PROBLEM DESCRIPTION: Count the lines below that hold the string "HistoryStore". Give only that number.

*** AVAILABLE RECORDS ***

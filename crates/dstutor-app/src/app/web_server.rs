use anyhow::Result;
use std::net::SocketAddr;

use crate::cli::Cli;
use crate::web::server::{WebServer, WebServerConfig};

use super::setup::AppConfig;

/// Run the web server
pub async fn run_web_server(cli: &Cli, app_config: &AppConfig) -> Result<()> {
    let addr: SocketAddr = format!("{}:{}", cli.web_bind, cli.web_port).parse()?;

    let tutor = app_config.build_tutor()?;
    app_config.print_banner("Web");
    println!("   Address: http://{}", addr);

    let config = WebServerConfig {
        bind_addr: addr,
        default_username: app_config.username.clone(),
        default_role: app_config.role,
    };

    WebServer::new(config, tutor).start().await
}
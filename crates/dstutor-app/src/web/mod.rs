// Web frontend module
pub mod protocol;
pub mod session_manager;
pub mod routes;
pub mod server;

pub use protocol::{ClientMessage, ServerMessage, SessionConfig, SessionId, SessionInfo};
pub use session_manager::{Session, SessionManager, WebSink};
pub use server::{WebServer, WebServerConfig};
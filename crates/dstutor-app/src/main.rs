use anyhow::Result;
use clap::{CommandFactory, Parser};
use colored::Colorize;

use dstutor::app::{clear_history_file, export_history, print_diagrams, print_tables};
use dstutor::{
    init_logging, run_repl_mode, run_task_mode, run_web_server, setup_from_cli, Cli, Commands,
    TutorError,
};

#[tokio::main]
async fn main() -> Result<()> {
    // Load environment variables from .env file if it exists
    dotenvy::dotenv().ok();

    let cli = Cli::parse();
    init_logging(cli.verbose);

    if let Some(shell) = cli.generate {
        let mut cmd = Cli::command();
        clap_complete::generate(shell, &mut cmd, "dstutor", &mut std::io::stdout());
        return Ok(());
    }

    // Subcommands that never talk to a model
    match &cli.command {
        Some(Commands::Tables { name }) => return print_tables(name.as_deref()),
        Some(Commands::Diagrams { name }) => return print_diagrams(name.as_deref()),
        Some(Commands::Export { output }) => {
            return export_history(&cli.history_or_default(), output, &cli.username)
        }
        Some(Commands::Clear) => return clear_history_file(&cli.history_or_default()),
        Some(Commands::Ask { .. }) | None => {}
    }

    let app_config = setup_from_cli(&cli)?;

    // Fail fast on missing keys before any mode starts
    if let Err(e) = app_config.build_tutor() {
        if let TutorError::ConfigurationMissing(reason) = &e {
            eprintln!("{} {}", "Configuration error:".bright_red().bold(), reason);
        }
        return Err(e.into());
    }

    if let Some(Commands::Ask { question }) = &cli.command {
        return run_task_mode(&app_config, question.join(" ")).await;
    }

    if cli.web {
        return run_web_server(&cli, &app_config).await;
    }

    run_repl_mode(&app_config).await
}
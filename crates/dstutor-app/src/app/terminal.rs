use async_trait::async_trait;
use colored::Colorize;
use std::io::{self, Write};
use unicode_width::UnicodeWidthStr;

use dstutor_chat::DisplaySink;
use dstutor_types::{Speaker, CURSOR_GLYPH};

const AI_LABEL: &str = "AI:";

/// Prints blocks to stdout, typing partial frames in place.
///
/// A partial frame normally extends what is already typed, so only its new
/// suffix is written. When the final text differs from what was typed (line
/// breaks in the answer, or an error replacing the placeholder) the typed rows
/// are erased and the final text is printed in full.
pub struct TerminalSink {
    echo_user: bool,
    /// Text typed so far in the current assistant block, without the cursor
    typed: String,
    placeholder: bool,
}

impl TerminalSink {
    /// `echo_user` prints user blocks too; the REPL leaves them to rustyline
    pub fn new(echo_user: bool) -> Self {
        Self {
            echo_user,
            typed: String::new(),
            placeholder: false,
        }
    }

    fn columns() -> usize {
        std::env::var("COLUMNS")
            .ok()
            .and_then(|c| c.parse().ok())
            .filter(|c: &usize| *c > 0)
            .unwrap_or(80)
    }

    /// Move back to the start of the assistant block and clear below it
    fn erase_block(&self) {
        let columns = Self::columns();
        let shown = format!("{} {}", AI_LABEL, self.typed);
        let rows: usize = shown
            .split('\n')
            .map(|line| rows_for(line, columns))
            .sum();
        let rows_up = rows - 1;
        print!("\r");
        if rows_up > 0 {
            print!("\x1b[{}A", rows_up);
        }
        print!("\x1b[J{} ", AI_LABEL.bright_blue().bold());
    }

    fn flush() {
        let _ = io::stdout().flush();
    }
}

#[async_trait]
impl DisplaySink for TerminalSink {
    async fn append_block(&mut self, speaker: Speaker, content: &str) {
        match speaker {
            Speaker::User => {
                if self.echo_user {
                    println!("{} {}", "You:".bright_green().bold(), content);
                }
            }
            Speaker::Assistant => {
                self.typed.clear();
                self.placeholder = true;
                print!("{} {}", AI_LABEL.bright_blue().bold(), content.bright_black());
                Self::flush();
            }
        }
    }

    async fn replace_last(&mut self, content: &str) {
        let partial = content.strip_suffix(CURSOR_GLYPH).unwrap_or(content);
        if self.placeholder {
            self.erase_block();
            self.placeholder = false;
        }
        match partial.strip_prefix(self.typed.as_str()) {
            Some(added) => print!("{}", added),
            None => {
                self.erase_block();
                print!("{}", partial);
            }
        }
        self.typed = partial.to_string();
        Self::flush();
    }

    async fn finish_block(&mut self, content: &str) {
        let unchanged = !self.placeholder && self.typed.trim_end() == content;
        if !unchanged {
            self.erase_block();
            print!("{}", content);
        }
        println!();
        self.typed.clear();
        self.placeholder = false;
        Self::flush();
    }
}

/// Terminal rows a line occupies, counting wide characters as two columns
fn rows_for(line: &str, columns: usize) -> usize {
    line.width().saturating_sub(1) / columns + 1
}
//! Turn recording and the JSON history file.

use std::fs;
use std::path::{Path, PathBuf};

use anyhow::{Context, Result};
use dstutor_types::{normalize_entries, StoredEntry, Turn, TutorError};

/// Append a completed turn and return it
pub fn record(turns: &mut Vec<Turn>, question: impl Into<String>, answer: impl Into<String>) -> &Turn {
    turns.push(Turn::new(question, answer));
    &turns[turns.len() - 1]
}

/// Plain-text transcript, one `**name:** question` / `**AI:** answer` pair per turn
pub fn export_transcript(turns: &[Turn], username: &str) -> String {
    turns
        .iter()
        .map(|turn| format!("**{}:** {}\n**AI:** {}", username, turn.question, turn.answer))
        .collect::<Vec<_>>()
        .join("\n")
}

/// Write the transcript of `turns` to `path`
pub fn save_transcript(path: &Path, turns: &[Turn], username: &str) -> Result<()> {
    ensure_parent(path)?;
    fs::write(path, export_transcript(turns, username))
        .with_context(|| format!("Failed to write transcript to {}", path.display()))
}

fn ensure_parent(path: &Path) -> Result<()> {
    if let Some(parent) = path.parent() {
        if !parent.as_os_str().is_empty() && !parent.exists() {
            fs::create_dir_all(parent)
                .with_context(|| format!("Failed to create directory {}", parent.display()))?;
        }
    }
    Ok(())
}

/// Whole-file JSON store for the turn log.
///
/// Every persist rewrites the file; concurrent writers race and the last one wins.
#[derive(Debug, Clone)]
pub struct HistoryStore {
    path: PathBuf,
}

impl HistoryStore {
    pub fn new(path: impl Into<PathBuf>) -> Self {
        Self { path: path.into() }
    }

    pub fn path(&self) -> &Path {
        &self.path
    }

    /// Read the file once. A missing file is an empty history.
    pub fn load(&self) -> Result<Vec<Turn>, TutorError> {
        self.read_entries()
            .map(normalize_entries)
            .map_err(|e| TutorError::PersistenceFailure(format!("{:#}", e)))
    }

    /// Overwrite the file with the full sequence
    pub fn persist(&self, turns: &[Turn]) -> Result<(), TutorError> {
        self.write_turns(turns)
            .map_err(|e| TutorError::PersistenceFailure(format!("{:#}", e)))
    }

    fn read_entries(&self) -> Result<Vec<StoredEntry>> {
        if !self.path.exists() {
            return Ok(Vec::new());
        }

        let json = fs::read_to_string(&self.path)
            .with_context(|| format!("Failed to read history from {}", self.path.display()))?;
        if json.trim().is_empty() {
            return Ok(Vec::new());
        }

        serde_json::from_str(&json)
            .with_context(|| format!("Failed to parse history file {}", self.path.display()))
    }

    fn write_turns(&self, turns: &[Turn]) -> Result<()> {
        ensure_parent(&self.path)?;
        let json = serde_json::to_string_pretty(turns).context("Failed to serialize chat history")?;
        fs::write(&self.path, json)
            .with_context(|| format!("Failed to write history to {}", self.path.display()))?;
        log::debug!("persisted {} turns to {}", turns.len(), self.path.display());
        Ok(())
    }
}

*** End of AVAILABLE RECORDS ***

ANSWER SPACE: 2